The next thing to consider is the weave of the cotton. When I was a schoolboy, we wore oxford shirts, made with a coarse, durable weave of heavy cotton. Oxford is technically casual and inappropriate for dress or business. But a casual, un-ironed, oxford button-down is the ultimate weekend shirt. My personal go-to weaves for dress shirts are either poplin or pinpoint oxford. Poplin is a tightly-woven plain weave with a very fine hand. Though it’s susceptible to wrinkling, a fresh white poplin dress shirt is like sliding into crisp bed sheets. It’s the choice for Fortune 500 types. Pinpoint oxford is almost a cross between the two aforementioned weaves – dressier than oxford but not as fancy as poplin – and a great option for many men.
The right collar is another important consideration. My personal choice is the semi-spread collar, which is a cross between the standard point collar and the spread collar. One could belabor that standard point collars should be worn by round-faced men and spread collars are for men with more angular faces. Knock yourself out. The semi-spread strikes the perfect, bullet-proof balance that goes with everything on anyone. However popular, the button-down collar is technically for casual only, though J.F.K.’s years at Choate and Princeton influenced his button-down preference all the way into the White House, which, in turn, influenced many American men.
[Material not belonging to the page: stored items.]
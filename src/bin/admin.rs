//! CLI administration tool for blog-api.
//!
//! Inspects and removes users directly in the database, without going
//! through the HTTP API and its identity provider.
//!
//! # Usage
//!
//! ```bash
//! # List users, newest first
//! cargo run --bin admin -- user list --page 2 --page-size 50
//!
//! # Show one user with likes and bookmarks
//! cargo run --bin admin -- user show <uid>
//!
//! # Delete a user (asks for confirmation unless -y)
//! cargo run --bin admin -- user delete <uid>
//!
//! # Check database connection
//! cargo run --bin admin -- db check
//! ```
//!
//! # Environment Variables
//!
//! - `DATABASE_URL` (required): PostgreSQL connection string

use blog_api::domain::entities::User;
use blog_api::domain::repositories::UserRepository;
use blog_api::infrastructure::persistence::PgUserRepository;

use anyhow::{Context, Result};
use clap::{Parser, Subcommand};
use colored::*;
use dialoguer::Confirm;
use sqlx::PgPool;
use std::sync::Arc;

/// CLI tool for managing blog-api users.
#[derive(Parser)]
#[command(name = "admin")]
#[command(author, version, about, long_about = None)]
struct Cli {
    #[command(subcommand)]
    command: Commands,
}

/// Top-level command groups.
#[derive(Subcommand)]
enum Commands {
    /// Manage users
    User {
        #[command(subcommand)]
        action: UserAction,
    },

    /// Database operations
    Db {
        #[command(subcommand)]
        action: DbAction,
    },
}

/// User management subcommands.
#[derive(Subcommand)]
enum UserAction {
    /// List users, newest first
    List {
        /// Page number (1-based)
        #[arg(long, default_value_t = 1)]
        page: u32,

        /// Users per page (1-100)
        #[arg(long, default_value_t = 25)]
        page_size: u32,
    },

    /// Show a single user
    Show {
        /// User ID (identity provider UID)
        id: String,
    },

    /// Delete a user together with likes and bookmarks
    Delete {
        /// User ID (identity provider UID)
        id: String,

        /// Skip confirmation prompt
        #[arg(short = 'y', long)]
        yes: bool,
    },
}

/// Database operation subcommands.
#[derive(Subcommand)]
enum DbAction {
    /// Check database connection
    Check,

    /// Show database info
    Info,
}

#[tokio::main]
async fn main() -> Result<()> {
    dotenvy::dotenv().ok();

    let cli = Cli::parse();

    let database_url = std::env::var("DATABASE_URL").context("DATABASE_URL must be set")?;

    let pool = PgPool::connect(&database_url)
        .await
        .context("Failed to connect to database")?;

    match cli.command {
        Commands::User { action } => handle_user_action(action, &pool).await?,
        Commands::Db { action } => handle_db_action(action, &pool).await?,
    }

    Ok(())
}

/// Dispatches user management commands.
async fn handle_user_action(action: UserAction, pool: &PgPool) -> Result<()> {
    let repo = PgUserRepository::new(Arc::new(pool.clone()));

    match action {
        UserAction::List { page, page_size } => list_users(&repo, page, page_size).await?,
        UserAction::Show { id } => show_user(&repo, &id).await?,
        UserAction::Delete { id, yes } => delete_user(&repo, &id, yes).await?,
    }

    Ok(())
}

/// Prints one page of users as a table.
///
/// ```text
/// 👥 Users (page 1, 25 per page)
///
///   ID                             Name                 Likes  Bookmarks  Created
///   ────────────────────────────────────────────────────────────────────────────
///   aZ3kP0...                      Ada Lovelace         3      1          2025-01-15 10:30
/// ```
async fn list_users(repo: &PgUserRepository, page: u32, page_size: u32) -> Result<()> {
    anyhow::ensure!(page > 0, "page must be positive");
    anyhow::ensure!(
        (1..=100).contains(&page_size),
        "page-size must be between 1 and 100"
    );

    println!(
        "{}",
        format!("👥 Users (page {page}, {page_size} per page)")
            .bright_blue()
            .bold()
    );
    println!();

    let offset = i64::from(page - 1) * i64::from(page_size);
    let users = repo
        .list(offset, i64::from(page_size))
        .await
        .map_err(|e| anyhow::anyhow!("Failed to list users: {}", e))?;
    let total = repo
        .count()
        .await
        .map_err(|e| anyhow::anyhow!("Failed to count users: {}", e))?;

    if users.is_empty() {
        println!("{}", "  No users found".yellow());
        println!();
        return Ok(());
    }

    println!(
        "  {:<30} {:<20} {:<6} {:<10} {}",
        "ID".bright_white().bold(),
        "Name".bright_white().bold(),
        "Likes".bright_white().bold(),
        "Bookmarks".bright_white().bold(),
        "Created".bright_white().bold()
    );
    println!("  {}", "─".repeat(85).bright_black());

    for user in &users {
        println!(
            "  {:<30} {:<20} {:<6} {:<10} {}",
            user.id.bright_black(),
            truncate(&user.name, 20).cyan(),
            user.likes.len(),
            user.bookmarks.len(),
            user.created_at
                .format("%Y-%m-%d %H:%M")
                .to_string()
                .bright_black()
        );
    }

    println!();
    println!(
        "  Showing {} of {}",
        users.len().to_string().bright_white().bold(),
        total.to_string().bright_white().bold()
    );
    println!();

    Ok(())
}

async fn show_user(repo: &PgUserRepository, id: &str) -> Result<()> {
    let user = repo
        .find_by_id(id)
        .await
        .map_err(|e| anyhow::anyhow!("Database error: {}", e))?
        .context("User not found")?;

    print_user(&user);

    Ok(())
}

/// Deletes a user after confirmation (default: No).
async fn delete_user(repo: &PgUserRepository, id: &str, skip_confirm: bool) -> Result<()> {
    println!("{}", "🗑️  Delete User".bright_blue().bold());
    println!();

    let user = repo
        .find_by_id(id)
        .await
        .map_err(|e| anyhow::anyhow!("Database error: {}", e))?
        .context("User not found")?;

    print_user(&user);

    if !skip_confirm {
        let confirmed = Confirm::new()
            .with_prompt("Delete this user with all likes and bookmarks?")
            .default(false)
            .interact()?;

        if !confirmed {
            println!("{}", "❌ Cancelled".red());
            return Ok(());
        }
    }

    let removed = repo
        .delete(id)
        .await
        .map_err(|e| anyhow::anyhow!("Failed to delete user: {}", e))?;

    println!();
    if removed {
        println!("{}", "✅ User deleted".green().bold());
    } else {
        println!("{}", "⚠️  User was already gone".yellow());
    }
    println!();

    Ok(())
}

fn print_user(user: &User) {
    println!("  ID:        {}", user.id.bright_black());
    println!("  Name:      {}", user.name.cyan());
    println!("  Email:     {}", user.email);
    if !user.photo_url.is_empty() {
        println!("  Photo:     {}", user.photo_url);
    }
    println!(
        "  Created:   {}",
        user.created_at.format("%Y-%m-%d %H:%M:%S UTC")
    );
    println!(
        "  Updated:   {}",
        user.updated_at.format("%Y-%m-%d %H:%M:%S UTC")
    );
    println!(
        "  Likes:     {}",
        user.likes.len().to_string().bright_green().bold()
    );
    for blog_id in &user.likes {
        println!("    - {}", blog_id.bright_black());
    }
    println!(
        "  Bookmarks: {}",
        user.bookmarks.len().to_string().bright_green().bold()
    );
    for blog_id in &user.bookmarks {
        println!("    - {}", blog_id.bright_black());
    }
    println!();
}

fn truncate(s: &str, max: usize) -> String {
    if s.chars().count() <= max {
        return s.to_string();
    }
    let mut out: String = s.chars().take(max.saturating_sub(1)).collect();
    out.push('…');
    out
}

/// Handles database diagnostic commands.
async fn handle_db_action(action: DbAction, pool: &PgPool) -> Result<()> {
    match action {
        DbAction::Check => {
            println!("{}", "🔍 Checking database connection...".bright_blue());

            let repo = PgUserRepository::new(Arc::new(pool.clone()));
            repo.ping()
                .await
                .map_err(|e| anyhow::anyhow!("Database check failed: {}", e))?;

            println!("{}", "✅ Database connection OK".green().bold());
        }
        DbAction::Info => {
            println!("{}", "ℹ️  Database Information".bright_blue().bold());
            println!();

            let version: String = sqlx::query_scalar("SELECT version()")
                .fetch_one(pool)
                .await?;
            let users: i64 = sqlx::query_scalar("SELECT COUNT(*) FROM users")
                .fetch_one(pool)
                .await?;

            println!("  PostgreSQL: {}", version.bright_white());
            println!("  Users:      {}", users.to_string().bright_green().bold());
            println!();
        }
    }

    Ok(())
}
Unless your name is Thom Browne, Nick Wooster, Jack Kennedy, or any other public notable whose signature look is the button-down collar, best keep the button-down out of the boardroom, the newsroom, the courtroom and the Four Seasons dining room. (But you can definitely get away with it in the Champagne Room.)
The two most common cuffs are barrel cuffs (a.k.a. “button cuffs”) and French cuffs. My preference is the latter. Cufflinks are one of the few forms of man bling I can tolerate, and I proudly own several pairs passed down from my grandfather. And instead of making a weird statement with a “conversation” tie, a cufflink is a great vehicle for subtle and elegant self-expression. A half an inch of French cuff also happens to look fantastic peeking out of the sleeve of a jacket. But they’re not for everyone. In a piece I wrote about the streamlined dress code of busy and powerful men, I posited that French cuffs might be too fussy for many over-scheduled men of importance. Barrel cuffs are easy, basic and perfectly acceptable, especially for busy men who like to roll up their sleeves at work.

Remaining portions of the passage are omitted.